Task to carry out: Each entry must be copied exactly, without omission.

——————————

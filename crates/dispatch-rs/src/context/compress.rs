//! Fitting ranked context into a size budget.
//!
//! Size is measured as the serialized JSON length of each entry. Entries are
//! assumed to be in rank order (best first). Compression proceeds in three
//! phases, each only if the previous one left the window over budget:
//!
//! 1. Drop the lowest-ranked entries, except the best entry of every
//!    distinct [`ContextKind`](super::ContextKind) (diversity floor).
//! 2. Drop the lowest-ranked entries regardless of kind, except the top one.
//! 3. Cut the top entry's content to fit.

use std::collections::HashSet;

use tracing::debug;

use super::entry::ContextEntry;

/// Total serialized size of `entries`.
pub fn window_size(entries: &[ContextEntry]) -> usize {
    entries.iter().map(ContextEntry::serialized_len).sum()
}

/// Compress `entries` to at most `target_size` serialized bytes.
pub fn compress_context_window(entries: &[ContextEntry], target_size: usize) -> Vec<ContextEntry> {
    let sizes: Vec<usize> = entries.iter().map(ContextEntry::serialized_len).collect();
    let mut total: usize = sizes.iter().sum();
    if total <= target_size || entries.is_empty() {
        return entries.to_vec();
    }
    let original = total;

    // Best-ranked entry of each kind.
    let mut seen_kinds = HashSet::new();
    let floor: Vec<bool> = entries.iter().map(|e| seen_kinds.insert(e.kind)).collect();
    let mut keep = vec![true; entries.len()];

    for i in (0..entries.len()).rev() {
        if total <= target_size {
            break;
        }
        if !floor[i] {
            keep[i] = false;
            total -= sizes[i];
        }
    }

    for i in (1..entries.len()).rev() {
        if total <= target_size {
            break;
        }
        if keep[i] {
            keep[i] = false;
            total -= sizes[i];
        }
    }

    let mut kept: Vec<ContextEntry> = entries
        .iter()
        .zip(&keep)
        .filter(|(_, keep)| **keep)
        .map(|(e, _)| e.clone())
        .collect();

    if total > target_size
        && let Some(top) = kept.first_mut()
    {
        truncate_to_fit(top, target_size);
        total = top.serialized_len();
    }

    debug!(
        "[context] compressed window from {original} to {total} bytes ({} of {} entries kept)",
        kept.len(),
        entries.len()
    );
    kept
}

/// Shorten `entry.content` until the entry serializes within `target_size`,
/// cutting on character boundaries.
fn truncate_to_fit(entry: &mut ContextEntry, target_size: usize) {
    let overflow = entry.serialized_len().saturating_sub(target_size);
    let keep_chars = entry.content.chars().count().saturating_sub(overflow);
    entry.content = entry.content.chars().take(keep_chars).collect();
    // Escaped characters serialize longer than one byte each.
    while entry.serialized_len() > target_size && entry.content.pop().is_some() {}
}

——————————

Finished task:
filename crates/dispatch-rs/src/context/compress.rs
//! Fitting ranked context into a size budget.
//!
//! Size is measured as the serialized JSON length of each entry. Entries are
//! assumed to be in rank order (best first). Compression proceeds in three
//! phases, each only if the previous one left the window over budget:
//!
//! 1. Drop the lowest-ranked entries, except the best entry of every
//!    distinct [`ContextKind`](super::ContextKind) (diversity floor).
//! 2. Drop the lowest-ranked entries regardless of kind, except the top one.
//! 3. Cut the top entry's content to fit.

use std::collections::HashSet;

use tracing::debug;

use super::entry::ContextEntry;

/// Total serialized size of `entries`.
pub fn window_size(entries: &[ContextEntry]) -> usize {
    entries.iter().map(ContextEntry::serialized_len).sum()
}

/// Compress `entries` to at most `target_size` serialized bytes.
pub fn compress_context_window(entries: &[ContextEntry], target_size: usize) -> Vec<ContextEntry> {
    let sizes: Vec<usize> = entries.iter().map(ContextEntry::serialized_len).collect();
    let mut total: usize = sizes.iter().sum();
    if total <= target_size || entries.is_empty() {
        return entries.to_vec();
    }
    let original = total;

    // Best-ranked entry of each kind.
    let mut seen_kinds = HashSet::new();
    let floor: Vec<bool> = entries.iter().map(|e| seen_kinds.insert(e.kind)).collect();
    let mut keep = vec![true; entries.len()];

    for i in (0..entries.len()).rev() {
        if total <= target_size {
            break;
        }
        if !floor[i] {
            keep[i] = false;
            total -= sizes[i];
        }
    }

    for i in (1..entries.len()).rev() {
        if total <= target_size {
            break;
        }
        if keep[i] {
            keep[i] = false;
            total -= sizes[i];
        }
    }

    let mut kept: Vec<ContextEntry> = entries
        .iter()
        .zip(&keep)
        .filter(|(_, keep)| **keep)
        .map(|(e, _)| e.clone())
        .collect();

    if total > target_size
        && let Some(top) = kept.first_mut()
    {
        truncate_to_fit(top, target_size);
        total = top.serialized_len();
    }

    debug!(
        "[context] compressed window from {original} to {total} bytes ({} of {} entries kept)",
        kept.len(),
        entries.len()
    );
    kept
}

/// Shorten `entry.content` until the entry serializes within `target_size`,
/// cutting on character boundaries.
fn truncate_to_fit(entry: &mut ContextEntry, target_size: usize) {
    let overflow = entry.serialized_len().saturating_sub(target_size);
    let keep_chars = entry.content.chars().count().saturating_sub(overflow);
    entry.content = entry.content.chars().take(keep_chars).collect();
    // Escaped characters serialize longer than one byte each.
    while entry.serialized_len() > target_size && entry.content.pop().is_some() {}
}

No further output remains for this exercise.